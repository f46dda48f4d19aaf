#[cfg(feature = "metal")]
use gfx_backend_metal as back;

#[cfg(feature = "vulkan")]
use gfx_backend_vulkan as back;

mod app;
mod config;
mod error;
mod gl;
mod renderer;
mod run_loop;
mod scene;
mod shader;

use config::Config;
use error::{ContextError, InitError};
use renderer::Renderer;
use run_loop::RunLoop;

use std::sync::atomic::{AtomicBool, Ordering};
use std::sync::Arc;
use std::thread;

use gfx_hal::{prelude::*, Features};
use winit::event::{Event, KeyboardInput, VirtualKeyCode, WindowEvent};
use winit::event_loop::{ControlFlow, EventLoop};

fn main() {
    env_logger::init();
    let config = Config::default();

    let event_loop = EventLoop::<()>::with_user_event();
    let proxy = event_loop.create_proxy();
    let wb = winit::window::WindowBuilder::new()
        .with_title(config.title)
        .with_inner_size(winit::dpi::Size::Physical(winit::dpi::PhysicalSize::new(
            config.width,
            config.height,
        )))
        .with_min_inner_size(winit::dpi::Size::Logical(winit::dpi::LogicalSize::new(
            config.min_size,
            config.min_size,
        )));
    let window = match wb.build(&event_loop) {
        Ok(window) => window,
        Err(err) => {
            log::error!("{}", InitError::from(ContextError::resource("window", err)));
            return;
        }
    };

    let run_loop = match config.frame_limit {
        Some(frames) => RunLoop::with_frame_limit(frames),
        None => RunLoop::new(),
    };
    let stop = run_loop.stop_handle();
    let resized = Arc::new(AtomicBool::new(false));

    let resized_cloned = Arc::clone(&resized);
    let handler = thread::spawn(move || {
        match render(&window, &config, &run_loop, resized_cloned) {
            Ok(frames) => log::info!("rendered {} frames", frames),
            Err(err) => log::error!("{}", err),
        }
        // wake the event loop so the window closes with the render thread
        let _ = proxy.send_event(());
    });

    let mut handler = Some(handler);

    event_loop.run(move |event, _, control_flow| {
        *control_flow = ControlFlow::Wait;
        match event {
            Event::WindowEvent { event, .. } => match event {
                WindowEvent::CloseRequested
                | WindowEvent::KeyboardInput {
                    input:
                        KeyboardInput {
                            virtual_keycode: Some(VirtualKeyCode::Escape),
                            ..
                        },
                    ..
                } => {
                    log::info!("close requested");
                    stop.stop();
                }
                WindowEvent::Resized(_) => {
                    resized.store(true, Ordering::Relaxed);
                }
                _ => {}
            },
            Event::UserEvent(()) => {
                if let Some(handler) = handler.take() {
                    if handler.join().is_err() {
                        log::error!("render thread panicked");
                    }
                }
                *control_flow = ControlFlow::Exit;
            }
            _ => {}
        }
    });
}

/// Opens the device on the window's surface and runs the scene until the
/// stop handle fires.
fn render(
    window: &winit::window::Window,
    config: &Config,
    run_loop: &RunLoop,
    resized: Arc<AtomicBool>,
) -> Result<u64, InitError> {
    let instance = back::Instance::create(config.title, 1)
        .map_err(|err| ContextError::Unsupported(format!("{:?}", err)))?;
    let mut surface = unsafe { instance.create_surface(window) }
        .map_err(|err| ContextError::resource("surface", err))?;

    let result = render_on_surface(&instance, &mut surface, config, run_loop, resized);

    unsafe {
        instance.destroy_surface(surface);
    }
    result
}

fn render_on_surface(
    instance: &back::Instance,
    surface: &mut <back::Backend as gfx_hal::Backend>::Surface,
    config: &Config,
    run_loop: &RunLoop,
    resized: Arc<AtomicBool>,
) -> Result<u64, InitError> {
    let mut adapters = instance.enumerate_adapters();
    let (adapter_idx, family_idx) = adapters
        .iter()
        .enumerate()
        .find_map(|(idx, adapter)| {
            adapter
                .queue_families
                .iter()
                .position(|family| {
                    surface.supports_queue_family(family) && family.queue_type().supports_graphics()
                })
                .map(|family_idx| (idx, family_idx))
        })
        .ok_or(ContextError::NoAdapter)?;
    let adapter = adapters.remove(adapter_idx);
    log::info!("using adapter: {}", adapter.info.name);

    let family = &adapter.queue_families[family_idx];
    let mut gpu = unsafe {
        adapter
            .physical_device
            .open(&[(family, &[1.0])], Features::empty())
    }
    .map_err(|err| ContextError::Device(format!("{:?}", err)))?;

    let mut queue_group = gpu
        .queue_groups
        .pop()
        .ok_or_else(|| ContextError::Device("no queue group was opened".into()))?;
    let family_id = queue_group.family;
    let queue = queue_group
        .queues
        .first_mut()
        .ok_or_else(|| ContextError::Device("queue group has no queues".into()))?;
    let device = gpu.device;

    let mut renderer = Renderer::new(
        surface, &adapter, &device, queue, family_id, config, resized,
    )?;
    app::run(&mut renderer, config, run_loop)
}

*What the task requires*.
Everything in the data must be repeated exactly; leave no line out.

*Task response*.
repository f46dda48f4d19aaf
#[cfg(feature = "metal")]
use gfx_backend_metal as back;

#[cfg(feature = "vulkan")]
use gfx_backend_vulkan as back;

mod app;
mod config;
mod error;
mod gl;
mod renderer;
mod run_loop;
mod scene;
mod shader;

use config::Config;
use error::{ContextError, InitError};
use renderer::Renderer;
use run_loop::RunLoop;

use std::sync::atomic::{AtomicBool, Ordering};
use std::sync::Arc;
use std::thread;

use gfx_hal::{prelude::*, Features};
use winit::event::{Event, KeyboardInput, VirtualKeyCode, WindowEvent};
use winit::event_loop::{ControlFlow, EventLoop};

fn main() {
    env_logger::init();
    let config = Config::default();

    let event_loop = EventLoop::<()>::with_user_event();
    let proxy = event_loop.create_proxy();
    let wb = winit::window::WindowBuilder::new()
        .with_title(config.title)
        .with_inner_size(winit::dpi::Size::Physical(winit::dpi::PhysicalSize::new(
            config.width,
            config.height,
        )))
        .with_min_inner_size(winit::dpi::Size::Logical(winit::dpi::LogicalSize::new(
            config.min_size,
            config.min_size,
        )));
    let window = match wb.build(&event_loop) {
        Ok(window) => window,
        Err(err) => {
            log::error!("{}", InitError::from(ContextError::resource("window", err)));
            return;
        }
    };

    let run_loop = match config.frame_limit {
        Some(frames) => RunLoop::with_frame_limit(frames),
        None => RunLoop::new(),
    };
    let stop = run_loop.stop_handle();
    let resized = Arc::new(AtomicBool::new(false));

    let resized_cloned = Arc::clone(&resized);
    let handler = thread::spawn(move || {
        match render(&window, &config, &run_loop, resized_cloned) {
            Ok(frames) => log::info!("rendered {} frames", frames),
            Err(err) => log::error!("{}", err),
        }
        // wake the event loop so the window closes with the render thread
        let _ = proxy.send_event(());
    });

    let mut handler = Some(handler);

    event_loop.run(move |event, _, control_flow| {
        *control_flow = ControlFlow::Wait;
        match event {
            Event::WindowEvent { event, .. } => match event {
                WindowEvent::CloseRequested
                | WindowEvent::KeyboardInput {
                    input:
                        KeyboardInput {
                            virtual_keycode: Some(VirtualKeyCode::Escape),
                            ..
                        },
                    ..
                } => {
                    log::info!("close requested");
                    stop.stop();
                }
                WindowEvent::Resized(_) => {
                    resized.store(true, Ordering::Relaxed);
                }
                _ => {}
            },
            Event::UserEvent(()) => {
                if let Some(handler) = handler.take() {
                    if handler.join().is_err() {
                        log::error!("render thread panicked");
                    }
                }
                *control_flow = ControlFlow::Exit;
            }
            _ => {}
        }
    });
}

/// Opens the device on the window's surface and runs the scene until the
/// stop handle fires.
fn render(
    window: &winit::window::Window,
    config: &Config,
    run_loop: &RunLoop,
    resized: Arc<AtomicBool>,
) -> Result<u64, InitError> {
    let instance = back::Instance::create(config.title, 1)
        .map_err(|err| ContextError::Unsupported(format!("{:?}", err)))?;
    let mut surface = unsafe { instance.create_surface(window) }
        .map_err(|err| ContextError::resource("surface", err))?;

    let result = render_on_surface(&instance, &mut surface, config, run_loop, resized);

    unsafe {
        instance.destroy_surface(surface);
    }
    result
}

fn render_on_surface(
    instance: &back::Instance,
    surface: &mut <back::Backend as gfx_hal::Backend>::Surface,
    config: &Config,
    run_loop: &RunLoop,
    resized: Arc<AtomicBool>,
) -> Result<u64, InitError> {
    let mut adapters = instance.enumerate_adapters();
    let (adapter_idx, family_idx) = adapters
        .iter()
        .enumerate()
        .find_map(|(idx, adapter)| {
            adapter
                .queue_families
                .iter()
                .position(|family| {
                    surface.supports_queue_family(family) && family.queue_type().supports_graphics()
                })
                .map(|family_idx| (idx, family_idx))
        })
        .ok_or(ContextError::NoAdapter)?;
    let adapter = adapters.remove(adapter_idx);
    log::info!("using adapter: {}", adapter.info.name);

    let family = &adapter.queue_families[family_idx];
    let mut gpu = unsafe {
        adapter
            .physical_device
            .open(&[(family, &[1.0])], Features::empty())
    }
    .map_err(|err| ContextError::Device(format!("{:?}", err)))?;

    let mut queue_group = gpu
        .queue_groups
        .pop()
        .ok_or_else(|| ContextError::Device("no queue group was opened".into()))?;
    let family_id = queue_group.family;
    let queue = queue_group
        .queues
        .first_mut()
        .ok_or_else(|| ContextError::Device("queue group has no queues".into()))?;
    let device = gpu.device;

    let mut renderer = Renderer::new(
        surface, &adapter, &device, queue, family_id, config, resized,
    )?;
    app::run(&mut renderer, config, run_loop)
}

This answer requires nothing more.